*** Block opens ***

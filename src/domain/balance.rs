//! Cached balance snapshots and their keys.

use std::fmt;
use std::str::FromStr;
use std::time::Duration;

use chrono::{DateTime, Utc};
use serde::{Deserialize, Serialize};

use super::chain::Chain;
use crate::error::BalanceError;

/// Age beyond which a cached balance is reported as stale.
pub const DEFAULT_STALE_AFTER: Duration = Duration::from_secs(5 * 60);

/// Uniqueness key of a cache entry: `(chain, address, token)`.
///
/// An empty `token` denotes the chain's native asset.
#[derive(Debug, Clone, PartialEq, Eq, Hash, PartialOrd, Ord)]
pub struct CacheKey {
    pub chain: Chain,
    pub address: String,
    pub token: String,
}

impl CacheKey {
    pub fn new(chain: Chain, address: impl Into<String>, token: impl Into<String>) -> Self {
        Self {
            chain,
            address: address.into(),
            token: token.into(),
        }
    }

    /// Key of the native-asset entry for an address.
    pub fn native(chain: Chain, address: impl Into<String>) -> Self {
        Self::new(chain, address, String::new())
    }
}

/// Renders the persisted form `<chain>:<address>[:<token>]`.
impl fmt::Display for CacheKey {
    fn fmt(&self, f: &mut fmt::Formatter<'_>) -> fmt::Result {
        if self.token.is_empty() {
            write!(f, "{}:{}", self.chain, self.address)
        } else {
            write!(f, "{}:{}:{}", self.chain, self.address, self.token)
        }
    }
}

impl FromStr for CacheKey {
    type Err = BalanceError;

    fn from_str(s: &str) -> Result<Self, Self::Err> {
        let mut parts = s.splitn(3, ':');
        let chain: Chain = parts.next().unwrap_or_default().parse()?;
        let address = parts.next().unwrap_or_default();
        let token = parts.next().unwrap_or_default();
        Ok(Self::new(chain, address, token))
    }
}

/// One observed balance snapshot.
///
/// A write always replaces the previous entry for the same [`CacheKey`]
/// wholesale; callers preserving symbol or decimals read first.
#[derive(Debug, Clone, PartialEq, Eq, Serialize, Deserialize)]
pub struct CacheEntry {
    pub chain: Chain,
    pub address: String,
    /// Confirmed balance in human units.
    pub balance: String,
    /// Signed pending delta in human units; empty when zero.
    #[serde(default)]
    pub unconfirmed: String,
    pub symbol: String,
    /// Empty for the native asset, otherwise the token contract/identifier.
    #[serde(default)]
    pub token: String,
    pub decimals: u8,
    pub updated_at: DateTime<Utc>,
}

impl CacheEntry {
    /// Native-asset entry observed now.
    pub fn native(chain: Chain, address: impl Into<String>, balance: impl Into<String>) -> Self {
        Self {
            chain,
            address: address.into(),
            balance: balance.into(),
            unconfirmed: String::new(),
            symbol: chain.native_symbol().to_string(),
            token: String::new(),
            decimals: chain.native_decimals(),
            updated_at: Utc::now(),
        }
    }

    /// Token entry observed now.
    pub fn for_token(
        chain: Chain,
        address: impl Into<String>,
        token: &super::token::TrackedToken,
        balance: impl Into<String>,
    ) -> Self {
        Self {
            chain,
            address: address.into(),
            balance: balance.into(),
            unconfirmed: String::new(),
            symbol: token.symbol.clone(),
            token: token.contract.clone(),
            decimals: token.decimals,
            updated_at: Utc::now(),
        }
    }

    #[must_use]
    pub fn with_unconfirmed(mut self, unconfirmed: impl Into<String>) -> Self {
        self.unconfirmed = unconfirmed.into();
        self
    }

    #[must_use]
    pub fn with_updated_at(mut self, updated_at: DateTime<Utc>) -> Self {
        self.updated_at = updated_at;
        self
    }

    #[must_use]
    pub fn key(&self) -> CacheKey {
        CacheKey::new(self.chain, self.address.clone(), self.token.clone())
    }

    #[must_use]
    pub fn is_native(&self) -> bool {
        self.token.is_empty()
    }

    /// Time since the observation; zero for timestamps in the future.
    #[must_use]
    pub fn age_at(&self, now: DateTime<Utc>) -> Duration {
        (now - self.updated_at).to_std().unwrap_or(Duration::ZERO)
    }
}

/// A cache entry as reported to callers, with the derived staleness flag.
#[derive(Debug, Clone, PartialEq, Eq, Serialize, Deserialize)]
pub struct BalanceEntry {
    #[serde(flatten)]
    pub entry: CacheEntry,
    pub stale: bool,
}

impl BalanceEntry {
    /// Flag the entry stale iff its age exceeds `stale_after`.
    #[must_use]
    pub fn from_cache_entry(entry: CacheEntry, now: DateTime<Utc>, stale_after: Duration) -> Self {
        let stale = entry.age_at(now) > stale_after;
        Self { entry, stale }
    }

    /// Report the entry as stale regardless of its age.
    #[must_use]
    pub fn stale(entry: CacheEntry) -> Self {
        Self { entry, stale: true }
    }

    /// Report the entry as fresh regardless of its age.
    #[must_use]
    pub fn fresh(entry: CacheEntry) -> Self {
        Self {
            entry,
            stale: false,
        }
    }
}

*** Block closes ***

# Required action
Lines in the data containing the string "decimals" are to be counted; give that number alone.

# Solution
4